An alarming breach of security at Dhaka airport
The US-Bangla Dash-8 was taxiing towards the runway at Hazrat Shahjalal International Airport for its domestic flight to Chittagong when the cabin crew discovered something odd. The plane has 72 seats and there had been 71 boarding cards issued, yet all the seats were occupied.
Minutes before the take off, around 8:00pm on Tuesday, the aircraft halted on the tarmac and they asked all the passengers to hold their boarding cards up high.
All but one complied.
Samia Islam, a 22-year-old student of computer science of East West University, claimed to have lost her boarding pass.
The discovery baffled the cabin crew and passengers of flight BS-109. How could she manage to get on board without a boarding pass?
Samia managed to dodge all the formalities at the domestic terminal of the airport, when each of the other passengers, including Pulak Kanti Barua, had their boarding passes checked four times before they could board the aircraft.
"My ticket was checked and bag scanned when I entered the domestic terminal. After taking the boarding pass at the counter and while moving into the security area, I went through a complete body scan and a seal was stamped on my boarding pass," Pulak said.
"Then before boarding the bus that took us near the aircraft, US Bangla Airlines officials checked my boarding pass and tore off one portion. They checked our pass once more when we got down from the bus and finally the steward who welcomed us inside the aircraft looked at our pass and told us where our seats were," he said.
"How can the young woman pass through all these stages without showing a boarding pass?" he said.
Pulak said even after detecting a passenger without a ticket and boarding pass, the airlines did not carry out a full security check until other passengers, concerned about security, raised a hue and cry.
"Only when we protested did they take steps to check the cabin and the cargo hold," he said.
Samia did not have any carry-on. Her luggage did not have any tags, which frightened the passengers even more, Pulak said.
The authorities found nothing other than some papers containing boutique designs and drawings of people, note sheets and a hand bag. They handed Samia over to the Armed Police Battalion (APBn).
Kamrul Islam, public relations officer of US Bangla Airlines, said, "It is CAAB [Civil Aviation Authority of Bangladesh] that is responsible for checking passengers from the entrance to the flight."
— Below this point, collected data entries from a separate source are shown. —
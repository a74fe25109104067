//! Property-based tests for Nyuzi fixup application.

use proptest::prelude::*;
use tpde_target::core::{AsmBackend, CodeBuffer, Fixup, FixupKind};
use tpde_target::nyuzi::{
    NyuziAsmBackend, HI19, PCREL_BRANCH, PCREL_COMPUTE_LABEL_ADDRESS, PCREL_MEM_ACC_EXT,
};

// ── Strategies ──────────────────────────────────────────────────────────

/// A PC-relative kind and a raw value that fits its signed field.
fn pc_rel_fixup() -> impl Strategy<Value = (FixupKind, i64)> {
    prop::sample::select(vec![
        PCREL_MEM_ACC_EXT,
        PCREL_BRANCH,
        PCREL_COMPUTE_LABEL_ADDRESS,
    ])
    .prop_flat_map(|kind| {
        let bits = NyuziAsmBackend::new().fixup_kind_info(kind).target_size;
        let half = 1i64 << (bits - 1);
        (Just(kind), -half..half)
    })
}

proptest! {
    /// Reading the field back yields the rebased value truncated to the field.
    #[test]
    fn pc_relative_round_trip((kind, raw) in pc_rel_fixup()) {
        let backend = NyuziAsmBackend::new();
        let info = backend.fixup_kind_info(kind);
        let mut buf = CodeBuffer::zeroed(4);
        backend.apply_fixup(&Fixup::new(kind, 0, raw), &mut buf, raw);

        let field = (buf.read_le(0, 4) & info.mask()) >> info.target_offset;
        let expected = ((raw - 4) as u64) & (info.mask() >> info.target_offset);
        prop_assert_eq!(field, expected);
    }

    /// Bits outside the field are never disturbed.
    #[test]
    fn apply_only_touches_the_field((kind, raw) in pc_rel_fixup(), background in any::<u32>()) {
        let backend = NyuziAsmBackend::new();
        let mask = backend.fixup_kind_info(kind).mask();
        let word = u64::from(background) & !mask;
        let mut buf = CodeBuffer::from_bytes((word as u32).to_le_bytes().to_vec());
        backend.apply_fixup(&Fixup::new(kind, 0, raw), &mut buf, raw);
        prop_assert_eq!(buf.read_le(0, 4) & !mask, word);
    }

    /// HI19 moves bits 13..=17 to 0..=4 and bits 18..=31 to 10..=23.
    #[test]
    fn hi19_repacks_both_fields(value in any::<u32>()) {
        let backend = NyuziAsmBackend::new();
        let value = i64::from(value);
        let adjusted = backend.adjust_fixup_value(&Fixup::new(HI19, 0, value), value, None);
        let expected = ((value >> 13) & 0x1f) | (((value >> 18) & 0x3fff) << 10);
        prop_assert_eq!(adjusted, expected);
    }
}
The airline's security-affairs officer Shafayet Jalal also told the BBC Bangla service, "The thing is she went inside dodging the eyes of the civil aviation security and then she got into our bus somehow and into the aircraft where we found her."
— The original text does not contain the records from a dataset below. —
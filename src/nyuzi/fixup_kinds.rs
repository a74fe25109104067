// This module defines the fixup kinds of the Nyuzi instruction set and their static metadata.
// Instructions are single 32-bit little-endian words. Three kinds are PC-relative (memory
// access offsets, branches and label address computation) and are measured from the address of
// the following instruction. HI19 carries the upper bits of a 32-bit constant scattered over two
// fields of the word, so its metadata lists the field moves that repack the raw value instead of
// a contiguous field. IMM_LO13 is the unsigned low 13 bits of such a constant. The table order
// follows the kind indices; anything below the target range is answered by the generic table.

//! Nyuzi fixup kinds.

use crate::core::fixup::{
    generic_fixup_kind_info, FieldMove, FixupKind, FixupKindInfo, FIRST_TARGET_FIXUP_KIND,
};

pub const PCREL_MEM_ACC_EXT: FixupKind = FixupKind::target(0);
pub const PCREL_BRANCH: FixupKind = FixupKind::target(1);
pub const PCREL_COMPUTE_LABEL_ADDRESS: FixupKind = FixupKind::target(2);
pub const HI19: FixupKind = FixupKind::target(3);
pub const IMM_LO13: FixupKind = FixupKind::target(4);

pub const NUM_TARGET_FIXUP_KINDS: u32 = 5;

/// Bits 13..=17 go to 0..=4, bits 18..=31 go to 10..=23.
static HI19_FIELDS: [FieldMove; 2] = [FieldMove::new(13, 5, 0), FieldMove::new(18, 14, 10)];

// Must stay in the same order as the kind indices above.
static FIXUP_KIND_INFOS: [FixupKindInfo; NUM_TARGET_FIXUP_KINDS as usize] = [
    FixupKindInfo::new("fixup_Nyuzi_PCRel_MemAccExt", 10, 15).pc_rel(),
    FixupKindInfo::new("fixup_Nyuzi_PCRel_Branch", 5, 20).pc_rel(),
    FixupKindInfo::new("fixup_Nyuzi_PCRel_ComputeLabelAddress", 10, 14).pc_rel(),
    FixupKindInfo::new("fixup_Nyuzi_HI19", 0, 32).with_split(&HI19_FIELDS),
    FixupKindInfo::new("fixup_Nyuzi_IMM_LO13", 10, 13),
];

/// Metadata for `kind`.
///
/// Panics on indices past the target range.
pub fn fixup_kind_info(kind: FixupKind) -> &'static FixupKindInfo {
    if !kind.is_target_specific() {
        return generic_fixup_kind_info(kind);
    }
    let index = kind.raw() - FIRST_TARGET_FIXUP_KIND;
    assert!(
        index < NUM_TARGET_FIXUP_KINDS,
        "invalid fixup kind {}",
        kind.raw()
    );
    &FIXUP_KIND_INFOS[index as usize]
}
When asked how the woman got into the airline bus without a ticket and boarding pass, Jalal said they would look into the matter.
APBn Senior Assistant Superintendent Alamgir Hossain, who was on-duty then, told The Daily Star that he had talked to US Bangla Airlines authorities and "they said there were four flights taking off or landing. So, the domestic terminal was very busy. Somehow the girl managed to dodge the security checks".
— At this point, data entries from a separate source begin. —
// This module implements the driver that applies register bank mappings to an instruction
// stream. For each instruction it asks the target's RegisterBankInfo for candidates (only the
// default mapping in Fast mode, the default followed by every alternative in Greedy mode), prices each
// candidate as its own cost plus the cost of the cross-bank copies it would force on operands
// whose bank is already fixed, and keeps the cheapest (the earliest on ties). Operand banks
// start from register class constraints, classified through BankClassifier, and otherwise are
// fixed by the first mapping that touches them. Copies are recorded as RepairCopy entries
// rather than inserted, so callers decide how to materialize them.

//! Register bank selection over an instruction stream.

use super::adaptor::{OperandWidthResolver, RegClassResolver, UniformityOracle};
use super::error::SelectModeError;
use super::instruction::{MachineInstr, VirtReg};
use super::mapping::{InstructionMapping, RegisterBankInfo};
use super::register_bank::RegisterBank;
use std::collections::BTreeMap;
use std::str::FromStr;

/// Environment variable selecting the mode for [`SelectMode::from_env`].
pub const SELECT_MODE_ENV: &str = "TPDE_REGBANKSELECT_MODE";

/// Which mapping entry point bank selection uses.
#[derive(Debug, Clone, Copy, PartialEq, Eq, Default)]
pub enum SelectMode {
    /// Take the target's default mapping for every instruction.
    #[default]
    Fast,
    /// Weigh the default mapping against every alternative.
    Greedy,
}

impl SelectMode {
    /// Mode from [`SELECT_MODE_ENV`], `Fast` when unset or invalid.
    pub fn from_env() -> Self {
        match std::env::var(SELECT_MODE_ENV) {
            Ok(value) => value.parse().unwrap_or_else(|err: SelectModeError| {
                log::warn!("{err}, using fast mode");
                SelectMode::Fast
            }),
            Err(_) => SelectMode::Fast,
        }
    }
}

impl FromStr for SelectMode {
    type Err = SelectModeError;

    fn from_str(s: &str) -> Result<Self, Self::Err> {
        match s.trim().to_ascii_lowercase().as_str() {
            "fast" => Ok(SelectMode::Fast),
            "greedy" => Ok(SelectMode::Greedy),
            _ => Err(SelectModeError(s.to_string())),
        }
    }
}

/// A copy needed to move an operand into the bank its mapping demands.
#[derive(Debug, Clone, Copy, PartialEq, Eq)]
pub struct RepairCopy {
    pub instr_idx: usize,
    pub operand_idx: usize,
    pub reg: VirtReg,
    pub from: RegisterBank,
    pub to: RegisterBank,
    pub size_in_bits: u32,
    pub cost: u32,
}

/// The mapping chosen for one instruction.
#[derive(Debug, Clone, PartialEq, Eq)]
pub struct SelectedMapping {
    pub instr_idx: usize,
    pub mapping: InstructionMapping,
    /// Mapping cost plus repair cost.
    pub total_cost: u32,
}

/// Result of a bank selection run.
#[derive(Debug, Clone, Default, PartialEq, Eq)]
pub struct BankSelection {
    pub mappings: Vec<SelectedMapping>,
    pub repairs: Vec<RepairCopy>,
    pub reg_banks: BTreeMap<VirtReg, RegisterBank>,
}

impl BankSelection {
    pub fn bank_of(&self, reg: VirtReg) -> Option<RegisterBank> {
        self.reg_banks.get(&reg).copied()
    }

    pub fn total_cost(&self) -> u32 {
        self.mappings.iter().map(|m| m.total_cost).sum()
    }
}

/// Register bank selection driver.
pub struct RegBankSelect<'a, R: RegisterBankInfo> {
    rbi: &'a R,
    mode: SelectMode,
}

impl<'a, R: RegisterBankInfo> RegBankSelect<'a, R> {
    pub fn new(rbi: &'a R, mode: SelectMode) -> Self {
        Self { rbi, mode }
    }

    pub fn mode(&self) -> SelectMode {
        self.mode
    }

    /// Select banks for `instrs` in order.
    pub fn run<E>(&self, instrs: &[MachineInstr], env: &E) -> BankSelection
    where
        E: OperandWidthResolver + UniformityOracle + RegClassResolver + ?Sized,
    {
        let mut selection = BankSelection::default();
        self.seed_constraints(instrs, env, &mut selection.reg_banks);

        for (instr_idx, mi) in instrs.iter().enumerate() {
            let price = |mapping: InstructionMapping| {
                let cost = mapping.cost() + self.repair_cost(mi, &mapping, &selection.reg_banks);
                (mapping, cost)
            };
            let alternatives = match self.mode {
                SelectMode::Fast => Vec::new(),
                SelectMode::Greedy => self.rbi.instr_alternative_mappings(mi, env),
            };

            // Strict comparison keeps the earlier candidate on ties.
            let (mapping, total_cost) = alternatives.into_iter().map(&price).fold(
                price(self.rbi.instr_mapping(mi, env)),
                |best, candidate| if candidate.1 < best.1 { candidate } else { best },
            );

            log::debug!("{mi}: {mapping} (total {total_cost})");
            self.apply_mapping(instr_idx, mi, &mapping, &mut selection);
            selection.mappings.push(SelectedMapping {
                instr_idx,
                mapping,
                total_cost,
            });
        }

        selection
    }

    fn seed_constraints<E>(
        &self,
        instrs: &[MachineInstr],
        env: &E,
        banks: &mut BTreeMap<VirtReg, RegisterBank>,
    ) where
        E: RegClassResolver + ?Sized,
    {
        for (_, reg) in instrs.iter().flat_map(|mi| mi.reg_operands()) {
            if let Some(class) = env.reg_class(reg) {
                let bank = self.rbi.reg_bank_from_class(class);
                log::trace!("{reg} constrained to {class} ({bank})");
                banks.insert(reg, bank);
            }
        }
    }

    fn repair_cost(
        &self,
        mi: &MachineInstr,
        mapping: &InstructionMapping,
        banks: &BTreeMap<VirtReg, RegisterBank>,
    ) -> u32 {
        mi.reg_operands()
            .filter_map(|(idx, reg)| {
                let vm = mapping.operand_mapping(idx)?;
                let current = *banks.get(&reg)?;
                Some(self.rbi.copy_cost(current, vm.bank(), vm.size_in_bits()))
            })
            .sum()
    }

    fn apply_mapping(
        &self,
        instr_idx: usize,
        mi: &MachineInstr,
        mapping: &InstructionMapping,
        selection: &mut BankSelection,
    ) {
        for (operand_idx, reg) in mi.reg_operands() {
            let Some(vm) = mapping.operand_mapping(operand_idx) else {
                continue;
            };
            match selection.reg_banks.get(&reg).copied() {
                Some(current) if current != vm.bank() => {
                    let copy = RepairCopy {
                        instr_idx,
                        operand_idx,
                        reg,
                        from: current,
                        to: vm.bank(),
                        size_in_bits: vm.size_in_bits(),
                        cost: self.rbi.copy_cost(current, vm.bank(), vm.size_in_bits()),
                    };
                    log::trace!("repair {reg}: {} -> {}", copy.from, copy.to);
                    selection.repairs.push(copy);
                }
                Some(_) => {}
                None => {
                    selection.reg_banks.insert(reg, vm.bank());
                }
            }
        }
    }
}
Alamgir said, "During our interrogation, Samia told us that she had left her Khilkhet home after a fight with her mother over studies."
He contacted Samia's mother who went to the airport and told the authorities that Samia has had psychological issues for a year.
"We handed Samia over to her mother," Alamgir Hossain said.
Rozina Islam, Samia's mother, told The Daily Star over phone that Samia had been suffering from psychiatric problems since she was in college and that she had received treatment at a number of hospitals.
"We got her admitted to a hospital in Mirpur today [Wednesday]," she said.
No case was filed in this connection.